→ Task to complete: In the entries, find all lines that hold the word "trial" and copy them.

→ Exercise material:
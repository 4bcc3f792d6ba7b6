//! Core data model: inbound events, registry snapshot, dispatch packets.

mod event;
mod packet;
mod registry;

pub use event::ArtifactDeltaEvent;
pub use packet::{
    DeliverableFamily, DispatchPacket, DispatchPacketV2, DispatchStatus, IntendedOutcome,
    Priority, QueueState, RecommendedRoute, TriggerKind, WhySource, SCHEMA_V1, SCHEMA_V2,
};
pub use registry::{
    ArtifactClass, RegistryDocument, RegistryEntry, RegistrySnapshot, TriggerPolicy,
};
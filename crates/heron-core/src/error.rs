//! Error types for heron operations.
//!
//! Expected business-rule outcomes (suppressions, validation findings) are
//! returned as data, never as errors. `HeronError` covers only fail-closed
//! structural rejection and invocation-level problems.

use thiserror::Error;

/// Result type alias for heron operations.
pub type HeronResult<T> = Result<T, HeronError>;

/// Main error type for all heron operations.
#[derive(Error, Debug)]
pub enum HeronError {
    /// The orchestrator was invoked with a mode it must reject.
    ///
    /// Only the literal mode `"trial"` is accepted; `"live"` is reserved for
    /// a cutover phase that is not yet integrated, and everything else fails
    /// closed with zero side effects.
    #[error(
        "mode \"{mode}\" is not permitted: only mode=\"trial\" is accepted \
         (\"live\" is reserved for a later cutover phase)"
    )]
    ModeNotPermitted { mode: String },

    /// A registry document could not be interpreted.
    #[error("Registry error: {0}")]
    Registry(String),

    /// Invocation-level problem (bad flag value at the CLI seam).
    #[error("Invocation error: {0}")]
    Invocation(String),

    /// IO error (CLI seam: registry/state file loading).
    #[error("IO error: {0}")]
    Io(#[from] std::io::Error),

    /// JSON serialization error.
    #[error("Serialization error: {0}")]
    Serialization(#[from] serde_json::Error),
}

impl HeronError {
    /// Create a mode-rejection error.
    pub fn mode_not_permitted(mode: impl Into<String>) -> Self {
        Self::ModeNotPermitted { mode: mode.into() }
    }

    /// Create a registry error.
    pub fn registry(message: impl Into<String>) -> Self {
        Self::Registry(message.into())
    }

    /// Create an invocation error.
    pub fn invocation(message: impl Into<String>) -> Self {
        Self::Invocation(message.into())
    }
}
* * *
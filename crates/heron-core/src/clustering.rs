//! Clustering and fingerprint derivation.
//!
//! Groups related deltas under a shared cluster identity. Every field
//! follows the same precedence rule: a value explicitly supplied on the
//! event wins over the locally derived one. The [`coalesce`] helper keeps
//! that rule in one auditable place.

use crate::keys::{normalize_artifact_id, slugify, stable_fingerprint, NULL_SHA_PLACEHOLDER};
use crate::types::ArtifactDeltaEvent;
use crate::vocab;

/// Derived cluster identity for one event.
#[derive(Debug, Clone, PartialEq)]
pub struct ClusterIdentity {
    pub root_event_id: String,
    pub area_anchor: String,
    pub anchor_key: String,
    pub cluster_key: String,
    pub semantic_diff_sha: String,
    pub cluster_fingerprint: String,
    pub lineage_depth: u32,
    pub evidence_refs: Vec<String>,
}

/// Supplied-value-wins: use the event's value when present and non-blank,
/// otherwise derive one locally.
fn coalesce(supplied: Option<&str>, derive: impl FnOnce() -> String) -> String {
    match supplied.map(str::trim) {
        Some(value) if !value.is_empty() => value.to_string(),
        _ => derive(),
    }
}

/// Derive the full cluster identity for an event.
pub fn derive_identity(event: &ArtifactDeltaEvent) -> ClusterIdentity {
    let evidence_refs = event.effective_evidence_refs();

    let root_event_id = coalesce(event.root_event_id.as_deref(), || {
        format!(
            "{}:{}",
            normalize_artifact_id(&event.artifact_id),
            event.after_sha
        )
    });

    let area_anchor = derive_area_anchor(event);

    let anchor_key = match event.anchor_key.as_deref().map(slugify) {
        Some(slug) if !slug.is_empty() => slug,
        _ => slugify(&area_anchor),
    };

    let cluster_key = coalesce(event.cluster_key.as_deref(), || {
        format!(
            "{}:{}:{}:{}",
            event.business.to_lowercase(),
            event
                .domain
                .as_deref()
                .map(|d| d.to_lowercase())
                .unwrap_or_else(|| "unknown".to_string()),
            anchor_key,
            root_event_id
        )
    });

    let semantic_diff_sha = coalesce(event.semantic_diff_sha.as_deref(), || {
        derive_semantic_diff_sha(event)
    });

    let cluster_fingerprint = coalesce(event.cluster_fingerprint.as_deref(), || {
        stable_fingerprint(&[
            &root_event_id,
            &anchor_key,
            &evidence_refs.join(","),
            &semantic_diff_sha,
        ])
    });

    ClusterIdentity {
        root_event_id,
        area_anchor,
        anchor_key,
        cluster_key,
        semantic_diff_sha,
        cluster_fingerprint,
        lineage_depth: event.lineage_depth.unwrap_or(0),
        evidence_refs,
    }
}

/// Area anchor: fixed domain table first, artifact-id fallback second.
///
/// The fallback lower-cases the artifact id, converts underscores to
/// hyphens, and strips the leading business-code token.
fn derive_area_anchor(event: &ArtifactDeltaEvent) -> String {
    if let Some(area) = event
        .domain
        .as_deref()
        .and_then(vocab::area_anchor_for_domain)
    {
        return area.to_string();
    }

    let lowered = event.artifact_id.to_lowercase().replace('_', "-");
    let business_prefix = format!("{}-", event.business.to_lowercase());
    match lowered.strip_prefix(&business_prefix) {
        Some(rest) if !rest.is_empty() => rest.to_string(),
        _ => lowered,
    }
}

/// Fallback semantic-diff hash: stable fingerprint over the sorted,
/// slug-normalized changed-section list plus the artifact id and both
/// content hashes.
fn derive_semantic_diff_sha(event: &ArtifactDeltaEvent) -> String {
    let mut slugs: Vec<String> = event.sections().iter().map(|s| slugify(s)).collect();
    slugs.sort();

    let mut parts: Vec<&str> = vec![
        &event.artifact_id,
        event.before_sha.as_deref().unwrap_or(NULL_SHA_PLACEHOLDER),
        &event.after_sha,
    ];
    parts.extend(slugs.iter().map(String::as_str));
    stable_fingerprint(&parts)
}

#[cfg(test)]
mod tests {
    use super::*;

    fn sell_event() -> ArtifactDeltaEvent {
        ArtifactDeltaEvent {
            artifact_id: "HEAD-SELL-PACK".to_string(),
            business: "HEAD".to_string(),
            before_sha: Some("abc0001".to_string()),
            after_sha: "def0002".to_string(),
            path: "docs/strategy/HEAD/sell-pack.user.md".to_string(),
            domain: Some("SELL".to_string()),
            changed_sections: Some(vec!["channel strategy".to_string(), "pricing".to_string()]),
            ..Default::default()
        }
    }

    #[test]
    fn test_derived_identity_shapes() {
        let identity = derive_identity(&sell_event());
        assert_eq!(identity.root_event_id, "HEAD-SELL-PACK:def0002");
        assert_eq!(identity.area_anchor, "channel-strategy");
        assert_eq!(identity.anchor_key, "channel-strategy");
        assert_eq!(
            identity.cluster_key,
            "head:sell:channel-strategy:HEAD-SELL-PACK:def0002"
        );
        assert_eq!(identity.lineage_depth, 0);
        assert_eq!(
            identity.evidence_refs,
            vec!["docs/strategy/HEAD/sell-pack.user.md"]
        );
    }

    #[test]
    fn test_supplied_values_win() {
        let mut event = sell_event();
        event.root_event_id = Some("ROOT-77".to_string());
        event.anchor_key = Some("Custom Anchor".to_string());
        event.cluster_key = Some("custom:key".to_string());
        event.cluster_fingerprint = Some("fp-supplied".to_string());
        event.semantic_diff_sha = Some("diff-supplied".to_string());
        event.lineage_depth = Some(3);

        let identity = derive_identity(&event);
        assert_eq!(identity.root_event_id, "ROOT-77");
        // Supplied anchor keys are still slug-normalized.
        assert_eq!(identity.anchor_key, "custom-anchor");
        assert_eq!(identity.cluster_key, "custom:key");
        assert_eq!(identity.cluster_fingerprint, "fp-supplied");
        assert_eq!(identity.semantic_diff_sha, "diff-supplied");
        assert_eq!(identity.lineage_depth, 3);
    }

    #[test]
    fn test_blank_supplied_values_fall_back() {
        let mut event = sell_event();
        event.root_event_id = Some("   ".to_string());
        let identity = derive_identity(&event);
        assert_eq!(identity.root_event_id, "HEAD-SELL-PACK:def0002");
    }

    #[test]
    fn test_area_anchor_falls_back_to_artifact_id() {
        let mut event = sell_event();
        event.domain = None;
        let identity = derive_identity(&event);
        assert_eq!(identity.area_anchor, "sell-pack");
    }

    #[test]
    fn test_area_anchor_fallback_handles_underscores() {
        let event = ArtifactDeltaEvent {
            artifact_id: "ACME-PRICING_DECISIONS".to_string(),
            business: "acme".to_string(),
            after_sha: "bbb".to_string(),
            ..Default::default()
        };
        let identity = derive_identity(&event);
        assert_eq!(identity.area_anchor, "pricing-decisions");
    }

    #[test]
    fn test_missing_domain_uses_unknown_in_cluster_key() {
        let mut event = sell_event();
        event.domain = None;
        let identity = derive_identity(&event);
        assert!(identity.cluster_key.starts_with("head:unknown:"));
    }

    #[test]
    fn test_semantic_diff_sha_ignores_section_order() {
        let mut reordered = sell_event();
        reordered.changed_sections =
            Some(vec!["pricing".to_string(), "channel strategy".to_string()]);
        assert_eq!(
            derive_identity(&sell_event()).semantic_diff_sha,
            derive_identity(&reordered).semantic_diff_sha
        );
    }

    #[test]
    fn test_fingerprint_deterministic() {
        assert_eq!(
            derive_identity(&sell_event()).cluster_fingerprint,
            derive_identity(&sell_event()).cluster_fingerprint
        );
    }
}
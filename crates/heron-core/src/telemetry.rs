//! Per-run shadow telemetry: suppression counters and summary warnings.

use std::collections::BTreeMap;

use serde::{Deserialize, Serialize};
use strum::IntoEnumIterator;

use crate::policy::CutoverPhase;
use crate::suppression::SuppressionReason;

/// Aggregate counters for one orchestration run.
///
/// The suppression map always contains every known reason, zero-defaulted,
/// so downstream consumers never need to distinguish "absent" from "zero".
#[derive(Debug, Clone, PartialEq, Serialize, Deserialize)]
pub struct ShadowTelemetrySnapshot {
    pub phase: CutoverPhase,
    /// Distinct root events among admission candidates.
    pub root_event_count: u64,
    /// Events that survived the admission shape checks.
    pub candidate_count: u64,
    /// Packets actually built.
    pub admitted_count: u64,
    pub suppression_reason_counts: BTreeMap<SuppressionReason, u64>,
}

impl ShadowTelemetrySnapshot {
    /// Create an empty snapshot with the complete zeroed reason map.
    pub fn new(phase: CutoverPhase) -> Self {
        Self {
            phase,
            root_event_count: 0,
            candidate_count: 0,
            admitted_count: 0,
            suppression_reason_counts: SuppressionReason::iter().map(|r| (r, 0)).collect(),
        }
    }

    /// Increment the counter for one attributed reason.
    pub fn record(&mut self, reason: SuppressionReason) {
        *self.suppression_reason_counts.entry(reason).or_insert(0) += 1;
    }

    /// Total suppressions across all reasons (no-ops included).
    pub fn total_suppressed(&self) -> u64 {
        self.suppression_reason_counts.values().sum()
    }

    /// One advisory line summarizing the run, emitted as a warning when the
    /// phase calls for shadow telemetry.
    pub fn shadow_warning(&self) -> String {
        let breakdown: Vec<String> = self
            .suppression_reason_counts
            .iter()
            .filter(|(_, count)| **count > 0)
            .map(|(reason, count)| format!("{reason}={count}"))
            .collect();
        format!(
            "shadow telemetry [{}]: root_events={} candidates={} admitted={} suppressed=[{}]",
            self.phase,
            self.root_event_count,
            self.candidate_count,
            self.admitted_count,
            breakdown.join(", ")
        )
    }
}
...
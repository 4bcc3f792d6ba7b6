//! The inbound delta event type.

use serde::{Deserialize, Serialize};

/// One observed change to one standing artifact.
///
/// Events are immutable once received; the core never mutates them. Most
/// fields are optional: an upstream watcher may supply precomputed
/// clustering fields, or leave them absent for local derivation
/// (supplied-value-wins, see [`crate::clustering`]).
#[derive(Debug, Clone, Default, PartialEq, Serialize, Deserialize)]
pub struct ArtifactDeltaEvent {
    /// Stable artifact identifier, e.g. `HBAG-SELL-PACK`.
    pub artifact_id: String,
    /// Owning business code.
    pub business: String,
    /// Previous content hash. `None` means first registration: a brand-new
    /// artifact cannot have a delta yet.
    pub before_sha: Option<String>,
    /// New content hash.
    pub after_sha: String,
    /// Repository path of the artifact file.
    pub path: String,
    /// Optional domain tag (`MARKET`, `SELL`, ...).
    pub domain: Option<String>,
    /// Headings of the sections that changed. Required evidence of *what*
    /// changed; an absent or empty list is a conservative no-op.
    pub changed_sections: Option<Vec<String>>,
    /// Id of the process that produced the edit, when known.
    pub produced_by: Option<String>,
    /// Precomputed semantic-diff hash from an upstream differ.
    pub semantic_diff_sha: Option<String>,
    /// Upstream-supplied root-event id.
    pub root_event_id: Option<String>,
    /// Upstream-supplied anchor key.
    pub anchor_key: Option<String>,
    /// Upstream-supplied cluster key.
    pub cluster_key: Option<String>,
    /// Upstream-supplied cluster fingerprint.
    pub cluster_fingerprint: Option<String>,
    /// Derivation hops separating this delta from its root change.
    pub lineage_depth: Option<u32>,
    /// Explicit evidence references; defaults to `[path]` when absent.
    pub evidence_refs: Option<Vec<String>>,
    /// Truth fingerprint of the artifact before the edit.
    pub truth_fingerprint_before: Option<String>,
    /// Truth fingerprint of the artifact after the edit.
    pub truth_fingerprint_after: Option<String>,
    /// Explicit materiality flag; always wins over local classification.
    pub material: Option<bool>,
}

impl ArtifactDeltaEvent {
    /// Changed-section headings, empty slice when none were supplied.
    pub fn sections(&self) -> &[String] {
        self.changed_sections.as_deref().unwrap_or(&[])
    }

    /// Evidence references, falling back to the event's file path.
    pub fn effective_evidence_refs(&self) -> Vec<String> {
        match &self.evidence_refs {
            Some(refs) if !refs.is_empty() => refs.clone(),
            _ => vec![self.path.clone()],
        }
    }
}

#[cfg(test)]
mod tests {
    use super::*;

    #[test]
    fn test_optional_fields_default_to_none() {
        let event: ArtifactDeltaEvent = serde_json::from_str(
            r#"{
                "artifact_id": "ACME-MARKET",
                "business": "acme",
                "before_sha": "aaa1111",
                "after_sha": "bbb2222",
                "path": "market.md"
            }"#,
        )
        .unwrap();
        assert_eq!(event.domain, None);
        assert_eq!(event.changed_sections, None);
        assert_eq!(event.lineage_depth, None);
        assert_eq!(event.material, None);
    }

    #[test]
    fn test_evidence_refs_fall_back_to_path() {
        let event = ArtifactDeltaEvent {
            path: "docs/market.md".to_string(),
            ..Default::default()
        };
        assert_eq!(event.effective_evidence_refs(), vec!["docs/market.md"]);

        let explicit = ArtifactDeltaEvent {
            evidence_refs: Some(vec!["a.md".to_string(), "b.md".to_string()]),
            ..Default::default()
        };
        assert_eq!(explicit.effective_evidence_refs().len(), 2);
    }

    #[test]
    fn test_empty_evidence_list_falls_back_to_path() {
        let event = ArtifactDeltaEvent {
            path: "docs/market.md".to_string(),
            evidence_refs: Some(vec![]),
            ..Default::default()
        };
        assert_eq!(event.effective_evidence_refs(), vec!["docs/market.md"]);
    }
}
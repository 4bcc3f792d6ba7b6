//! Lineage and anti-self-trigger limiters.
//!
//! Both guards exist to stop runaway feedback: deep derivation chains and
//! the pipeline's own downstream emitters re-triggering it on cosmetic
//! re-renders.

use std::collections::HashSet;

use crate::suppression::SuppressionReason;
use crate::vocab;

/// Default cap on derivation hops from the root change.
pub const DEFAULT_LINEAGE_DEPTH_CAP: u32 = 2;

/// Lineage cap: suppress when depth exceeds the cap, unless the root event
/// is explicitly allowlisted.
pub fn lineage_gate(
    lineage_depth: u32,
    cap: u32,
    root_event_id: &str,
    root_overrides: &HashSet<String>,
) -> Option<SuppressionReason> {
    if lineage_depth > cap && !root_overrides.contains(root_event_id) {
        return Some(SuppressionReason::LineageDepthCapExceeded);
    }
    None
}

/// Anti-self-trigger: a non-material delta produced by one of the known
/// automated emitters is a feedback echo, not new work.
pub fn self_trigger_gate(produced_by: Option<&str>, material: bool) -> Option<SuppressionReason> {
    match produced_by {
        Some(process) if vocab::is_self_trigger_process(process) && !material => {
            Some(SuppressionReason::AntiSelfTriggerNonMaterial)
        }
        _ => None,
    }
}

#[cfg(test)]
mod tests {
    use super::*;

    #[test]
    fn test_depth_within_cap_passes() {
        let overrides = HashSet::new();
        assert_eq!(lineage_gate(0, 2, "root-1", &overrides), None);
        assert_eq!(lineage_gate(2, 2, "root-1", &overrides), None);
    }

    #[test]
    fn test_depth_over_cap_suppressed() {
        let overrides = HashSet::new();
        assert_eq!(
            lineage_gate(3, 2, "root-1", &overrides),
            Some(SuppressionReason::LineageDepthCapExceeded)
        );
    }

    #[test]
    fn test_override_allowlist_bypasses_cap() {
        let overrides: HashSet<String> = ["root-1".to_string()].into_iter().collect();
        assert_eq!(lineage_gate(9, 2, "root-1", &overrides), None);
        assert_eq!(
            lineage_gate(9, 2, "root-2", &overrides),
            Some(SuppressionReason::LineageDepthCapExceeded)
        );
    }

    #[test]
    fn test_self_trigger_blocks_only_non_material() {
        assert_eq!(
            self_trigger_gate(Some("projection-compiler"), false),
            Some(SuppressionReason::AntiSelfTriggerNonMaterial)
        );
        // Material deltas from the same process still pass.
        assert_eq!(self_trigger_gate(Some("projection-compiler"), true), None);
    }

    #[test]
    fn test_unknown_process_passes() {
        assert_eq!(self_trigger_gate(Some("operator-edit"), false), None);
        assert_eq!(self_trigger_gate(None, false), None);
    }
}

→ Answer to the problem:
    /// Only the literal mode `"trial"` is accepted; `"live"` is reserved for
        "mode \"{mode}\" is not permitted: only mode=\"trial\" is accepted \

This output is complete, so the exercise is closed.